Włodowice lies in Polish Jura, near the border between two historic provinces of Poland, Lesser Poland and Silesia. In tribal times, Slavic pagan ceremonies took place on a nearby hill, Góra Głowienna. In 1220, Bishop of Kraków Iwo Odrowąż named Wlodowycze as one of several villages, which had to send payments to the monastery at nearby Mstów. In 1241, Włodowice was burned during the Mongol invasion of Poland, after which local residents rebuilt the village. In early 14th century, a parish church was established there, and in 1327, Włodowice became property of King Władysław I Łokietek. Probably some time in the first half of the 14th century, Włodowice received its town charter, and in 1386, it was handed over to a local noble family. As a private town it was at various times owned by the Salomon, Włodek, Pilecki, Boner and Firlej families.

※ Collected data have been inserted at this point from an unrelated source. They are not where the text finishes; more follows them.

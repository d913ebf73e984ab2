//! Agentic Economy Simulator
//!
//! Host-side driver for the engine: seeds the synthetic agent tiers, plays a
//! mock worker through one job, and exports the run as a showcase feed.
//!
//! # Modules
//!
//! - `cli`: Command line arguments
//! - `config`: Known networks and demo settings
//! - `seed`: Synthetic agent tiers
//! - `mock_worker`: Delayed fake task execution
//! - `demo`: The end-to-end workflow and feed export

pub mod cli;
pub mod config;
pub mod demo;
pub mod errors;
pub mod mock_worker;
pub mod seed;

pub use config::{require_known_network, DemoConfig, KnownNetwork, KNOWN_NETWORKS};
pub use demo::{run_demo, DemoRun, FinalState};
pub use errors::{Result, SimError};
pub use mock_worker::MockWorker;
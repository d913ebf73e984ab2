//! Refund the employer once a job's timeout has elapsed

use tracing::info;

use crate::context::CallContext;
use crate::errors::{EconomyError, Result};
use crate::events::{EconomyEvent, ReputationReason};
use crate::instructions::reputation_helpers::apply_step;
use crate::instructions::value_transfer::{send, Checkpoint, Transfer, TransferKind, ValueSink};
use crate::state::JobStatus;
use crate::utils::version::EntryPoint;
use crate::Economy;

/// Anyone may trigger the refund; the budget always goes to the employer.
pub fn handler(
    economy: &mut Economy,
    ctx: &CallContext,
    job_id: u64,
    sink: &mut dyn ValueSink,
) -> Result<u128> {
    economy.begin(EntryPoint::RefundAfterTimeout)?;

    let job = economy.get_job(job_id)?;
    if !job.status.can_transition_to(JobStatus::Refunded) {
        return Err(EconomyError::InvalidState {
            job_id,
            status: job.status,
            expected: "Open or Taken",
        });
    }
    if !job.is_timed_out(ctx.now) {
        return Err(EconomyError::TimeoutNotElapsed {
            job_id,
            deadline: job.deadline(),
            now: ctx.now,
        });
    }
    let (budget, employer, worker) = (job.budget, job.employer, job.worker);
    // The worker is assigned at creation, so every timed-out job costs it
    let penalize = economy.config.version.tracks_reputation();

    let locked_funds = economy
        .ledger
        .locked_funds
        .checked_sub(budget)
        .ok_or(EconomyError::ArithmeticOverflow)?;
    let total_refunded = economy
        .ledger
        .total_refunded
        .checked_add(budget)
        .ok_or(EconomyError::ArithmeticOverflow)?;

    let checkpoint = Checkpoint::capture(economy, Some(job_id), penalize.then_some(worker));

    // Effects
    let reputation_event = if penalize {
        let profile = economy.agent_mut(&worker)?;
        Some(apply_step(profile, false, ReputationReason::Refund, ctx.now))
    } else {
        None
    };
    economy.job_mut(job_id)?.status = JobStatus::Refunded;
    economy.ledger.locked_funds = locked_funds;
    economy.ledger.total_refunded = total_refunded;

    // Interaction
    send(
        economy,
        sink,
        Transfer {
            recipient: employer,
            amount: budget,
            kind: TransferKind::Refund { job_id },
        },
        checkpoint,
    )?;

    info!(job_id, %employer, amount = %budget, penalize, "job refunded");
    let mut events = vec![EconomyEvent::JobRefunded {
        job_id,
        employer,
        amount: budget,
        timestamp: ctx.now,
    }];
    events.extend(reputation_event);
    let sequence = economy.commit(EntryPoint::RefundAfterTimeout, events);
    economy
        .job_mut(job_id)?
        .record(EntryPoint::RefundAfterTimeout, ctx.now, sequence);
    Ok(budget)
}

#[cfg(test)]
mod tests {
    use super::*;
    use crate::instructions::value_transfer::Balances;
    use crate::test_utils::*;

    const AFTER_TIMEOUT: i64 = T0 + TIMEOUT as i64 + 1;

    #[test]
    fn test_refund_taken_job_penalizes_worker() {
        let mut economy = economy();
        let mut balances = Balances::new();
        let job_id = open_job(&mut economy, BUDGET);
        economy.set_agent_reputation(&call(OWNER), WORKER, 20).unwrap();
        economy.accept_job(&call(WORKER), job_id).unwrap();

        let refunded = economy
            .refund_after_timeout(&at(EMPLOYER, AFTER_TIMEOUT), job_id, &mut balances)
            .unwrap();

        assert_eq!(refunded, BUDGET);
        assert_eq!(balances.balance_of(&EMPLOYER), BUDGET);
        assert_eq!(economy.locked_funds(), 0);
        assert_eq!(economy.get_job(job_id).unwrap().status, JobStatus::Refunded);
        assert_eq!(economy.get_agent_profile(&WORKER).unwrap().reputation, 19);
        assert!(economy.events().iter().any(|event| matches!(
            event,
            EconomyEvent::JobRefunded { employer, amount, .. }
                if *employer == EMPLOYER && *amount == BUDGET
        )));
    }

    #[test]
    fn test_refund_open_job_penalizes_assigned_worker() {
        let mut economy = economy();
        let mut balances = Balances::new();
        let job_id = open_job(&mut economy, BUDGET);
        economy
            .refund_after_timeout(&at(OUTSIDER, AFTER_TIMEOUT), job_id, &mut balances)
            .unwrap();
        assert_eq!(balances.balance_of(&EMPLOYER), BUDGET);
        assert_eq!(balances.balance_of(&OUTSIDER), 0);
        assert_eq!(economy.get_agent_profile(&WORKER).unwrap().reputation, 49);
    }

    #[test]
    fn test_refund_at_deadline_is_too_early() {
        let mut economy = economy();
        let mut balances = Balances::new();
        let job_id = open_job(&mut economy, BUDGET);
        let deadline = T0 + TIMEOUT as i64;
        assert_eq!(
            economy.refund_after_timeout(&at(EMPLOYER, deadline), job_id, &mut balances),
            Err(EconomyError::TimeoutNotElapsed {
                job_id,
                deadline,
                now: deadline,
            })
        );
        assert_eq!(economy.locked_funds(), BUDGET);
    }

    #[test]
    fn test_refund_is_idempotent() {
        let mut economy = economy();
        let mut balances = Balances::new();
        let job_id = open_job(&mut economy, BUDGET);
        economy
            .refund_after_timeout(&at(EMPLOYER, AFTER_TIMEOUT), job_id, &mut balances)
            .unwrap();
        assert!(matches!(
            economy.refund_after_timeout(&at(EMPLOYER, AFTER_TIMEOUT + 60), job_id, &mut balances),
            Err(EconomyError::InvalidState { status: JobStatus::Refunded, .. })
        ));
        assert_eq!(balances.balance_of(&EMPLOYER), BUDGET);
        assert_eq!(economy.ledger().total_refunded, BUDGET);
    }

    #[test]
    fn test_submitted_job_cannot_be_refunded() {
        let mut economy = economy();
        let mut balances = Balances::new();
        let job_id = submitted_job(&mut economy, BUDGET);
        assert!(matches!(
            economy.refund_after_timeout(&at(EMPLOYER, AFTER_TIMEOUT), job_id, &mut balances),
            Err(EconomyError::InvalidState { status: JobStatus::Submitted, .. })
        ));
    }

    #[test]
    fn test_failed_refund_restores_worker_reputation() {
        let mut economy = economy();
        let mut balances = Balances::new();
        let job_id = open_job(&mut economy, BUDGET);
        economy.accept_job(&call(WORKER), job_id).unwrap();
        balances.reject_transfers_to(EMPLOYER);

        assert!(matches!(
            economy.refund_after_timeout(&at(EMPLOYER, AFTER_TIMEOUT), job_id, &mut balances),
            Err(EconomyError::TransferFailed { .. })
        ));
        assert_eq!(economy.get_job(job_id).unwrap().status, JobStatus::Taken);
        assert_eq!(economy.get_agent_profile(&WORKER).unwrap().reputation, 50);
        assert_eq!(economy.locked_funds(), BUDGET);
    }
}
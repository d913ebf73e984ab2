//! Shared fixtures for handler tests

use crate::instructions::constants::{DEFAULT_MIN_STAKE, WEI_PER_ETHER};
use crate::state::{Address, Category, ContractVersion, ProtocolConfig, ADDRESS_LEN};
use crate::{Balances, CallContext, Economy};

pub const OWNER: Address = Address([0x01; ADDRESS_LEN]);
pub const EMPLOYER: Address = Address([0x0e; ADDRESS_LEN]);
pub const WORKER: Address = Address([0x0a; ADDRESS_LEN]);
pub const OUTSIDER: Address = Address([0x0f; ADDRESS_LEN]);

pub const T0: i64 = 1_700_000_000;
pub const ETHER: u128 = WEI_PER_ETHER;
pub const BUDGET: u128 = ETHER / 100;
pub const TIMEOUT: u64 = 120;

pub fn economy() -> Economy {
    Economy::new(ProtocolConfig::new(OWNER)).unwrap()
}

pub fn economy_v1() -> Economy {
    Economy::new(ProtocolConfig::new(OWNER).with_version(ContractVersion::V1)).unwrap()
}

pub fn call(caller: Address) -> CallContext {
    CallContext::new(caller, T0)
}

pub fn at(caller: Address, now: i64) -> CallContext {
    CallContext::new(caller, now)
}

pub fn agent(id: u8) -> Address {
    Address::new([id; ADDRESS_LEN])
}

/// Categorized registration with exactly the minimum stake
pub fn register(economy: &mut Economy, address: Address, category: Category, base_fee: u128) {
    economy
        .register_agent_v2(
            &call(address).with_value(DEFAULT_MIN_STAKE),
            "Agent",
            "testing",
            category,
            base_fee,
        )
        .unwrap();
}

/// EMPLOYER (research) hires WORKER (development, no fee) directly
pub fn open_job(economy: &mut Economy, budget: u128) -> u64 {
    if !economy.is_registered(&EMPLOYER) {
        register(economy, EMPLOYER, Category::Research, 0);
    }
    if !economy.is_registered(&WORKER) {
        register(economy, WORKER, Category::Development, 0);
    }
    economy
        .create_job(&call(EMPLOYER).with_value(budget), WORKER, TIMEOUT)
        .unwrap()
}

pub fn submitted_job(economy: &mut Economy, budget: u128) -> u64 {
    let job_id = open_job(economy, budget);
    economy.accept_job(&call(WORKER), job_id).unwrap();
    economy
        .submit_work(&call(WORKER), job_id, "ipfs://delivery")
        .unwrap();
    job_id
}

pub fn resolved_job(economy: &mut Economy, budget: u128, balances: &mut Balances) -> u64 {
    let job_id = submitted_job(economy, budget);
    economy
        .release_payment(&call(EMPLOYER), job_id, balances)
        .unwrap();
    job_id
}
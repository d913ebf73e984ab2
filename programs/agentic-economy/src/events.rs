//! Events emitted by the agentic economy engine
//!
//! Events are appended to the engine log only after a call commits, so a
//! failed or rolled-back call never leaves an event behind.

use serde::{Deserialize, Serialize};

use crate::state::{Address, Category};

/// Why a reputation score moved
#[derive(Debug, Clone, Copy, PartialEq, Eq, Serialize, Deserialize)]
#[serde(rename_all = "camelCase")]
pub enum ReputationReason {
    Payment,
    Refund,
    Feedback,
    Override,
}

#[derive(Debug, Clone, PartialEq, Eq, Serialize, Deserialize)]
#[serde(tag = "event", rename_all_fields = "camelCase")]
pub enum EconomyEvent {
    /// Emitted when an uncategorized agent registers
    AgentRegistered {
        agent: Address,
        name: String,
        timestamp: i64,
    },

    /// Emitted when a categorized agent registers or is seeded
    AgentRegisteredV2 {
        agent: Address,
        name: String,
        category: Category,
        base_fee: u128,
        stake: u128,
        reputation: u8,
        timestamp: i64,
    },

    ReputationUpdated {
        agent: Address,
        old_reputation: u8,
        new_reputation: u8,
        reason: ReputationReason,
        timestamp: i64,
    },

    /// Emitted when a budget is locked in escrow
    JobCreated {
        job_id: u64,
        employer: Address,
        worker: Address,
        budget: u128,
        deadline: i64,
        timestamp: i64,
    },

    /// Emitted alongside `JobCreated` when the worker was picked by category
    AgentSelected {
        job_id: u64,
        agent: Address,
        category: Category,
        base_fee: u128,
        reputation: u8,
        timestamp: i64,
    },

    JobAccepted {
        job_id: u64,
        worker: Address,
        timestamp: i64,
    },

    WorkSubmitted {
        job_id: u64,
        worker: Address,
        delivery: String,
        timestamp: i64,
    },

    PaymentReleased {
        job_id: u64,
        worker: Address,
        payout: u128,
        fee: u128,
        timestamp: i64,
    },

    JobRefunded {
        job_id: u64,
        employer: Address,
        amount: u128,
        timestamp: i64,
    },

    FeedbackApplied {
        job_id: u64,
        worker: Address,
        positive: bool,
        reputation: u8,
        timestamp: i64,
    },

    PlatformFeeUpdated {
        old_fee_bps: u16,
        new_fee_bps: u16,
        updated_by: Address,
        timestamp: i64,
    },

    FeesWithdrawn {
        to: Address,
        amount: u128,
        timestamp: i64,
    },

    OwnershipTransferred {
        previous_owner: Address,
        new_owner: Address,
        timestamp: i64,
    },

    /// Emitted when value is sent directly to the engine
    FundsReceived {
        from: Address,
        amount: u128,
        timestamp: i64,
    },
}

impl EconomyEvent {
    pub fn name(&self) -> &'static str {
        match self {
            EconomyEvent::AgentRegistered { .. } => "AgentRegistered",
            EconomyEvent::AgentRegisteredV2 { .. } => "AgentRegisteredV2",
            EconomyEvent::ReputationUpdated { .. } => "ReputationUpdated",
            EconomyEvent::JobCreated { .. } => "JobCreated",
            EconomyEvent::AgentSelected { .. } => "AgentSelected",
            EconomyEvent::JobAccepted { .. } => "JobAccepted",
            EconomyEvent::WorkSubmitted { .. } => "WorkSubmitted",
            EconomyEvent::PaymentReleased { .. } => "PaymentReleased",
            EconomyEvent::JobRefunded { .. } => "JobRefunded",
            EconomyEvent::FeedbackApplied { .. } => "FeedbackApplied",
            EconomyEvent::PlatformFeeUpdated { .. } => "PlatformFeeUpdated",
            EconomyEvent::FeesWithdrawn { .. } => "FeesWithdrawn",
            EconomyEvent::OwnershipTransferred { .. } => "OwnershipTransferred",
            EconomyEvent::FundsReceived { .. } => "FundsReceived",
        }
    }
}
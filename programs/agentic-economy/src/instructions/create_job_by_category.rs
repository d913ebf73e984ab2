//! Create a job whose worker is picked by the selector

use tracing::{debug, info};

use crate::context::CallContext;
use crate::errors::{EconomyError, Result};
use crate::events::EconomyEvent;
use crate::instructions::create_job::{job_created_event, open_job, validate_employer};
use crate::instructions::selection_helpers::select;
use crate::state::Category;
use crate::utils::version::EntryPoint;
use crate::Economy;

pub fn handler(
    economy: &mut Economy,
    ctx: &CallContext,
    category: Category,
    timeout: u64,
) -> Result<u64> {
    economy.begin(EntryPoint::CreateJobByCategory)?;
    validate_employer(economy, ctx, EntryPoint::CreateJobByCategory, timeout)?;

    let budget = ctx.value;
    let candidates = economy
        .ranking_entries(category)
        .into_iter()
        .filter(|entry| entry.address != ctx.caller);
    let selection = select(candidates, category, budget, economy.config.selection_policy);
    debug!(
        %category,
        budget = %budget,
        affordable = selection.affordable.len(),
        "candidates ranked"
    );
    let chosen = selection
        .into_best()
        .ok_or(EconomyError::NoEligibleAgent { category, budget })?;

    let job = open_job(economy, ctx, chosen.address, timeout, Some(category))?;
    info!(job_id = job, agent = %chosen.address, reputation = chosen.reputation, "agent selected");

    let events = vec![
        job_created_event(economy, job, ctx.now)?,
        EconomyEvent::AgentSelected {
            job_id: job,
            agent: chosen.address,
            category,
            base_fee: chosen.base_fee,
            reputation: chosen.reputation,
            timestamp: ctx.now,
        },
    ];
    let sequence = economy.commit(EntryPoint::CreateJobByCategory, events);
    economy
        .job_mut(job)?
        .record(EntryPoint::CreateJobByCategory, ctx.now, sequence);
    Ok(job)
}

#[cfg(test)]
mod tests {
    use super::*;
    use crate::state::SelectionPolicy;
    use crate::test_utils::*;

    const DEV_TOP: u8 = 0x31;
    const DEV_MID: u8 = 0x32;
    const DEV_LOW: u8 = 0x33;

    fn seeded(policy: SelectionPolicy) -> Economy {
        let config = crate::ProtocolConfig::new(OWNER).with_selection_policy(policy);
        let mut economy = Economy::new(config).unwrap();
        register(&mut economy, EMPLOYER, Category::Research, 0);
        for (id, fee, reputation) in [
            (DEV_TOP, 4_000, 92),
            (DEV_MID, 2_000, 70),
            (DEV_LOW, 1_000, 45),
        ] {
            economy
                .seed_synthetic_agent(
                    &call(OWNER),
                    agent(id),
                    "Dev",
                    "",
                    Category::Development,
                    fee,
                    reputation,
                )
                .unwrap();
        }
        economy
    }

    #[test]
    fn test_selects_highest_reputation_within_budget() {
        let mut economy = seeded(SelectionPolicy::QualityFirst);
        let job_id = economy
            .create_job_by_category(
                &call(EMPLOYER).with_value(2_500),
                Category::Development,
                TIMEOUT,
            )
            .unwrap();

        let job = economy.get_job(job_id).unwrap();
        assert_eq!(job.worker, agent(DEV_MID));
        assert!(job.selected_by_algorithm);
        assert_eq!(job.category, Some(Category::Development));
        assert!(economy.events().iter().any(|event| matches!(
            event,
            EconomyEvent::AgentSelected { agent: selected, reputation: 70, .. }
                if *selected == agent(DEV_MID)
        )));
    }

    #[test]
    fn test_efficiency_first_matches_deployed_contract() {
        let mut economy = seeded(SelectionPolicy::EfficiencyFirst);
        let job_id = economy
            .create_job_by_category(
                &call(EMPLOYER).with_value(2_500),
                Category::Development,
                TIMEOUT,
            )
            .unwrap();
        assert_eq!(economy.get_job(job_id).unwrap().worker, agent(DEV_LOW));
    }

    #[test]
    fn test_no_eligible_agent() {
        let mut economy = seeded(SelectionPolicy::QualityFirst);
        assert_eq!(
            economy.create_job_by_category(
                &call(EMPLOYER).with_value(999),
                Category::Development,
                TIMEOUT,
            ),
            Err(EconomyError::NoEligibleAgent {
                category: Category::Development,
                budget: 999,
            })
        );
        assert_eq!(economy.locked_funds(), 0);
        assert_eq!(economy.next_job_id(), 0);
    }

    #[test]
    fn test_employer_never_selects_itself() {
        let mut economy = seeded(SelectionPolicy::QualityFirst);
        // EMPLOYER is the only research agent
        assert!(matches!(
            economy.create_job_by_category(
                &call(EMPLOYER).with_value(BUDGET),
                Category::Research,
                TIMEOUT,
            ),
            Err(EconomyError::NoEligibleAgent { category: Category::Research, .. })
        ));
    }

    #[test]
    fn test_unavailable_on_v1() {
        let mut economy = economy_v1();
        economy.register_agent(&call(EMPLOYER), "Employer", "").unwrap();
        assert!(matches!(
            economy.create_job_by_category(
                &call(EMPLOYER).with_value(BUDGET),
                Category::Research,
                TIMEOUT,
            ),
            Err(EconomyError::UnsupportedEntryPoint { .. })
        ));
    }
}
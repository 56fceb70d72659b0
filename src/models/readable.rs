use serde::{Deserialize, Serialize};

use super::OfflinePriority;

/// Extracted article metadata handed over by the readability pipeline.
#[derive(Debug, Clone, Default, PartialEq, Serialize, Deserialize)]
pub struct ArticleMetadata {
    pub title: Option<String>,
    pub byline: Option<String>,
    pub excerpt: Option<String>,
    pub source_url: Option<String>,
}

/// Readable (extracted) article content, keyed by entry id.
#[derive(Debug, Clone, PartialEq)]
pub struct Readable {
    pub entry_id: i64,
    pub content: String,
    pub title: Option<String>,
    pub byline: Option<String>,
    pub excerpt: Option<String>,
    pub source_url: Option<String>,
    pub image_urls: Vec<String>,
    pub cover_url: Option<String>,
    /// Epoch milliseconds.
    pub cached_at: i64,
}

impl Readable {
    pub fn new(entry_id: i64, content: impl Into<String>, metadata: ArticleMetadata) -> Self {
        Self {
            entry_id,
            content: content.into(),
            title: metadata.title,
            byline: metadata.byline,
            excerpt: metadata.excerpt,
            source_url: metadata.source_url,
            image_urls: Vec::new(),
            cover_url: None,
            cached_at: 0,
        }
    }

    pub fn with_images(mut self, image_urls: Vec<String>, cover_url: Option<String>) -> Self {
        self.image_urls = image_urls;
        self.cover_url = cover_url;
        self
    }
}

/// Access metadata paired one-to-one with a `Readable` row.
#[derive(Debug, Clone, Copy, PartialEq, Eq)]
pub struct Meta {
    pub entry_id: i64,
    pub priority: OfflinePriority,
    pub cached_at: i64,
    pub last_accessed: i64,
}

/// Outcome of the composite article write path.
#[derive(Debug, Clone, Copy, Default, PartialEq, Eq)]
pub struct ArticleCacheOutcome {
    pub cached_readable: bool,
    pub cached_images: usize,
}
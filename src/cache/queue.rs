use std::cmp::Reverse;

use crate::models::Prioritized;

/// Order prefetch candidates by offline priority (starred, then unread, then
/// read) and keep the first `limit`. Articles of equal priority keep their
/// original relative order.
pub fn build_offline_queue<A>(articles: &[A], limit: usize) -> Vec<A>
where
    A: Prioritized + Clone,
{
    let mut queue = articles.to_vec();
    queue.sort_by_key(|article| Reverse(article.offline_priority()));
    queue.truncate(limit);
    queue
}
use std::sync::{Arc, Mutex};
use std::time::Duration;

use futures::future::BoxFuture;
use tokio::sync::watch;
use tokio::time::Instant;

pub type MaintenanceJob = Arc<dyn Fn() -> BoxFuture<'static, ()> + Send + Sync>;

#[derive(Debug, Clone, Copy, PartialEq, Eq)]
pub enum MaintenanceRequest {
    /// A new run was started.
    Started,
    /// A run is in flight; one more will follow it.
    Coalesced,
    /// The last run is too recent.
    Throttled,
}

#[derive(Default)]
struct SchedulerState {
    running: bool,
    rerun: bool,
    last_started: Option<Instant>,
}

#[derive(Clone)]
pub struct MaintenanceScheduler {
    job: MaintenanceJob,
    interval: Duration,
    state: Arc<Mutex<SchedulerState>>,
    idle: Arc<watch::Sender<bool>>,
}

impl MaintenanceScheduler {
    pub fn new(interval: Duration, job: MaintenanceJob) -> Self {
        let (idle, _) = watch::channel(true);
        Self {
            job,
            interval,
            state: Arc::new(Mutex::new(SchedulerState::default())),
            idle: Arc::new(idle),
        }
    }

    /// Ask for a maintenance run without waiting for it.
    ///
    /// Must be called from within a Tokio runtime.
    pub fn request(&self, force: bool) -> MaintenanceRequest {
        let mut state = self.lock();
        if state.running {
            state.rerun = true;
            return MaintenanceRequest::Coalesced;
        }

        let now = Instant::now();
        if !force {
            if let Some(last) = state.last_started {
                if now.duration_since(last) < self.interval {
                    return MaintenanceRequest::Throttled;
                }
            }
        }

        state.running = true;
        state.last_started = Some(now);
        self.idle.send_replace(false);
        drop(state);

        let scheduler = self.clone();
        tokio::spawn(async move { scheduler.drive().await });
        MaintenanceRequest::Started
    }

    /// Resolves once no run is in flight.
    pub async fn idle(&self) {
        let mut rx = self.idle.subscribe();
        let _ = rx.wait_for(|idle| *idle).await;
    }

    pub fn is_running(&self) -> bool {
        self.lock().running
    }

    async fn drive(&self) {
        loop {
            // A panicking job must not leave the scheduler stuck in `running`.
            let job = Arc::clone(&self.job);
            if let Err(e) = tokio::spawn(async move { job().await }).await {
                tracing::warn!("Offline cache maintenance run failed: {}", e);
            }

            let rerun = {
                let mut state = self.lock();
                if state.rerun {
                    state.rerun = false;
                    state.last_started = Some(Instant::now());
                } else {
                    state.running = false;
                    self.idle.send_replace(true);
                }
                state.running
            };
            if !rerun {
                return;
            }
        }
    }

    fn lock(&self) -> std::sync::MutexGuard<'_, SchedulerState> {
        self.state.lock().unwrap_or_else(|e| e.into_inner())
    }
}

Administratively it was located in the Lelów County, Kraków Voivodeship, Lesser Poland Province.

In the second half of the 16th century, Włodowice was one of the most important centers of Protestant Reformation in western Lesser Poland. At that time, the town belonged to the Boner family, which supported the movement, turning local parish church into a Calvinist prayer house. After the town passed to the Firlej family, Mikołaj Firlej restored the church to the Catholics in 1594. Włodowice remained a small town, which was completely burned during the catastrophic Swedish invasion of Poland (1655–60). In 1669, it passed from the Firlej family to the Warszycki family. On July 26, 1683, King Jan III Sobieski rested here on his way to the Battle of Vienna, and in early March 1734, King Augustus III of Poland also spent one night at a local palace, on his way from Kraków to Częstochowa.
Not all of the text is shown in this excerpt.